Where the value actually accumulates

The systems that become genuinely hard to replicate are the ones that get smarter through use, not because the underlying model improves, but because the system itself is accumulating something proprietary.

For us, that something is editorial judgement. The pattern of decisions made by real knowledge managers at real organisations, over time, about what good knowledge management looks like in innovation and public sector contexts.

Here’s a concrete example. When an editor publishes a new article on a Temper Knowledge site, the system doesn’t just index it. It asks what the article changes. If the site has theme pages (landing pages that represent the organisation’s current thinking on a subject) the system compares what the new article says against what those theme pages currently say, and suggests updates where the new content meaningfully moves the thinking forward.

The editor reviews the suggestion. They accept it, modify it, or reject it. That decision is signal. The delta between what the system suggested and what the human chose encodes something a generic model will never have: an understanding of what this specific organisation’s content should sound like, and what threshold of new evidence actually warrants changing a theme page versus just adding a new article.

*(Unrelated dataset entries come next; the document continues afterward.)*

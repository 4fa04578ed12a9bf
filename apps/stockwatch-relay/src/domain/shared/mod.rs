//! Shared domain types used across the relay pipeline.

mod errors;
mod symbol;

pub use errors::RecordError;
pub use symbol::Symbol;
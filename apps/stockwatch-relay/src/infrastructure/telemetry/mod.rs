//! OpenTelemetry Tracing Integration
//!
//! Structured logging through `tracing-subscriber`, with optional span
//! export to any OTLP-compatible collector.
//!
//! # Environment Variables
//!
//! - `OTEL_ENABLED`: Set to "true" to export spans (default: false)
//! - `OTEL_EXPORTER_OTLP_ENDPOINT`: OTLP endpoint (default: http://localhost:4317)
//! - `OTEL_SERVICE_NAME`: Service name for traces (default: stockwatch-relay)
//!
//! # Usage
//!
//! ```ignore
//! use stockwatch_relay::infrastructure::telemetry;
//!
//! // Keep the guard alive for the lifetime of the process
//! let _guard = telemetry::init();
//!
//! #[tracing::instrument(skip_all)]
//! async fn handle_batch() {
//!     tracing::info!("Dispatching batch");
//! }
//! ```

use opentelemetry::trace::TracerProvider as _;
use opentelemetry_otlp::WithExportConfig;
use opentelemetry_sdk::trace::SdkTracerProvider;
use tracing_subscriber::EnvFilter;
use tracing_subscriber::layer::SubscriberExt;
use tracing_subscriber::util::SubscriberInitExt;

/// Service name for OpenTelemetry traces.
const DEFAULT_SERVICE_NAME: &str = "stockwatch-relay";

/// Default OTLP endpoint.
const DEFAULT_OTLP_ENDPOINT: &str = "http://localhost:4317";

/// Guard that shuts down OpenTelemetry when dropped.
pub struct TelemetryGuard {
    tracer_provider: Option<SdkTracerProvider>,
}

impl Drop for TelemetryGuard {
    fn drop(&mut self) {
        if let Some(provider) = self.tracer_provider.take()
            && let Err(e) = provider.shutdown()
        {
            eprintln!("Failed to shutdown OpenTelemetry tracer provider: {e}");
        }
    }
}

/// Telemetry configuration.
#[derive(Debug, Clone)]
pub struct TelemetryConfig {
    /// Whether OpenTelemetry is enabled.
    pub enabled: bool,
    /// OTLP exporter endpoint.
    pub otlp_endpoint: String,
    /// Service name for traces.
    pub service_name: String,
}

impl Default for TelemetryConfig {
    fn default() -> Self {
        Self {
            enabled: false,
            otlp_endpoint: DEFAULT_OTLP_ENDPOINT.to_string(),
            service_name: DEFAULT_SERVICE_NAME.to_string(),
        }
    }
}

impl TelemetryConfig {
    /// Create configuration from environment variables.
    #[must_use]
    pub fn from_env() -> Self {
        let enabled = std::env::var("OTEL_ENABLED")
            .map(|v| matches!(v.to_lowercase().as_str(), "true" | "1"))
            .unwrap_or(false);

        let otlp_endpoint = std::env::var("OTEL_EXPORTER_OTLP_ENDPOINT")
            .unwrap_or_else(|_| DEFAULT_OTLP_ENDPOINT.to_string());

        let service_name =
            std::env::var("OTEL_SERVICE_NAME").unwrap_or_else(|_| DEFAULT_SERVICE_NAME.to_string());

        Self {
            enabled,
            otlp_endpoint,
            service_name,
        }
    }
}

/// Initialize telemetry with default configuration from environment.
///
/// Returns a guard that must be kept alive for the duration of the program.
/// When the guard is dropped, OpenTelemetry will be properly shut down.
#[must_use]
pub fn init() -> TelemetryGuard {
    init_with_config(TelemetryConfig::from_env())
}

/// Initialize telemetry with custom configuration.
///
/// Returns a guard that must be kept alive for the duration of the program.
#[must_use]
#[allow(clippy::expect_used)]
pub fn init_with_config(config: TelemetryConfig) -> TelemetryGuard {
    let env_filter = EnvFilter::from_default_env()
        .add_directive(
            "stockwatch_relay=info"
                .parse()
                .expect("static directive 'stockwatch_relay=info' is valid"),
        )
        .add_directive(
            "reqwest=warn"
                .parse()
                .expect("static directive 'reqwest=warn' is valid"),
        )
        .add_directive(
            "h2=warn"
                .parse()
                .expect("static directive 'h2=warn' is valid"),
        )
        .add_directive(
            "hyper=warn"
                .parse()
                .expect("static directive 'hyper=warn' is valid"),
        );

    let fmt_layer = tracing_subscriber::fmt::layer()
        .with_target(true)
        .with_thread_ids(false)
        .with_file(false)
        .with_line_number(false);

    if !config.enabled {
        tracing_subscriber::registry()
            .with(env_filter)
            .with(fmt_layer)
            .init();

        return TelemetryGuard {
            tracer_provider: None,
        };
    }

    let otlp_exporter = opentelemetry_otlp::SpanExporter::builder()
        .with_tonic()
        .with_endpoint(&config.otlp_endpoint)
        .build()
        .expect("Failed to create OTLP exporter");

    let tracer_provider = SdkTracerProvider::builder()
        .with_batch_exporter(otlp_exporter)
        .with_resource(
            opentelemetry_sdk::Resource::builder()
                .with_service_name(config.service_name.clone())
                .build(),
        )
        .build();

    let tracer = tracer_provider.tracer(config.service_name);
    let otel_layer = tracing_opentelemetry::layer().with_tracer(tracer);

    tracing_subscriber::registry()
        .with(env_filter)
        .with(fmt_layer)
        .with(otel_layer)
        .init();

    TelemetryGuard {
        tracer_provider: Some(tracer_provider),
    }
}

// =============================================================================
// Tests
// =============================================================================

A second example, which we’re building into the Gemini Framework for the Digital Twin Hub: the guided questions that help users navigate into a complex knowledge estate. Rather than a static set of entry points curated once by an editor, the questions update as the content changes. New research gets published, a gap gets filled, a theme develops, the system recognises that the questions it was surfacing six months ago are no longer the right ones, and suggests replacements that reflect what the estate can now actually answer.

Both of these are the same thing expressed differently. The system is continuously reconciling what users see first with the actual state of the knowledge underneath. And every time a human makes a decision about one of its suggestions, it learns something.

The stack, and why we’ve chosen it

We use Weaviate as our vector database. It sits at the centre of the knowledge layer — storing not just content but the semantic relationships between content, which is what makes retrieval meaningful rather than just fast.

We use DSPy to manage our prompt logic. Most teams write prompts as strings, which means they’re hard to version, hard to test, and hard to improve systematically. DSPy turns prompt logic into code. That matters for us because the suggestions the system makes — theme page updates, question recommendations, contradiction flags — need to improve over time based on real feedback. DSPy gives us a path to doing that systematically.

We use LangGraph to orchestrate the more complex agent workflows: the decisions about when to draw from the knowledge base, when to reach outside it, when to surface a suggestion versus stay silent. Orchestration is where systems become brittle if the decision logic isn’t designed carefully. LangGraph gives us the control we need over those decision points.

For model inference, we use a combination of AWS Bedrock for hosted inference and open source models — Mistral, Qwen, Gemma — via Ollama for cases where we want the option to fine-tune on domain-specific data. The open source choice isn’t about cost. It’s about ownership. A fine-tuned model trained on accumulated editorial decisions from Temper Knowledge clients is an asset. A hosted API call is an expense.

What this means in practice

A client who has been running on Temper Knowledge for two years has something a new client doesn’t. Their system has learned their editorial judgement. The suggestions it makes are calibrated to how their organisation thinks, what their content should do, and what good looks like in their specific context.

That’s not lock-in by friction. It’s switching cost built on genuine value. The platform has become something the client helped build, whether they thought of it that way or not.

The model is a component. The intelligence is in the system. And the system gets better because real people are using it to make real decisions about real knowledge, every day.

That’s what we’re building. And it’s why the architecture matters.